ACTION ITEM: Which lines of the data below hold "lock"? Copy each of them.
::: SUPPLIED RECORDS
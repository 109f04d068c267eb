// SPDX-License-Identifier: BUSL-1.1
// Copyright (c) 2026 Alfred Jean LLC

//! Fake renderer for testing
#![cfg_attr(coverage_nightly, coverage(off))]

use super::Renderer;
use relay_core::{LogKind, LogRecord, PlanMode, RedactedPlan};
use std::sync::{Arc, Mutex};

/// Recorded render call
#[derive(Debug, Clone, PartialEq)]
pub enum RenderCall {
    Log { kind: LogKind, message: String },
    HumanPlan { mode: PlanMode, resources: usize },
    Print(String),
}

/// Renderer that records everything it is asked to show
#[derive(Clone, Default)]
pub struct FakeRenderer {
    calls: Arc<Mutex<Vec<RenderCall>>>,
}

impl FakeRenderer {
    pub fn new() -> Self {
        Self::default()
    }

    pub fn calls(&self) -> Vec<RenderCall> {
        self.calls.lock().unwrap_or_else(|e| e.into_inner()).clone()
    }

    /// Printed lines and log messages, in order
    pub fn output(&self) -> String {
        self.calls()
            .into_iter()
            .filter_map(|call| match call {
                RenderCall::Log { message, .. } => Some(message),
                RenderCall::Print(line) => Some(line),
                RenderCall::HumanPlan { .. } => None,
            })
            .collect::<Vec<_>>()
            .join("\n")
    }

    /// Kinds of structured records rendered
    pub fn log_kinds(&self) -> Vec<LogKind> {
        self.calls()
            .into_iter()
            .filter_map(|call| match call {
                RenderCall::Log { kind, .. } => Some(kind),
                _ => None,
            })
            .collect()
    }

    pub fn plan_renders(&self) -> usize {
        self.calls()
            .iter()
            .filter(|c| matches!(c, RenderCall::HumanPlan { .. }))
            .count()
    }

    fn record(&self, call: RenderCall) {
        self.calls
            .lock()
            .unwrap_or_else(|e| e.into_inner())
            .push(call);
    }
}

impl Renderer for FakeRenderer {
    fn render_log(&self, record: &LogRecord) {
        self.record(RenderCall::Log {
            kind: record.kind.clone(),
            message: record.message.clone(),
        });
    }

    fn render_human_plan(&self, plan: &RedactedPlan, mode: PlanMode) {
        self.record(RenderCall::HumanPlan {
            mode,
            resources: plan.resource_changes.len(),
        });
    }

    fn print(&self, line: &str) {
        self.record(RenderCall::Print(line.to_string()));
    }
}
::::::
SOLUTION BELOW:
        self.calls.lock().unwrap_or_else(|e| e.into_inner()).clone()
            .lock()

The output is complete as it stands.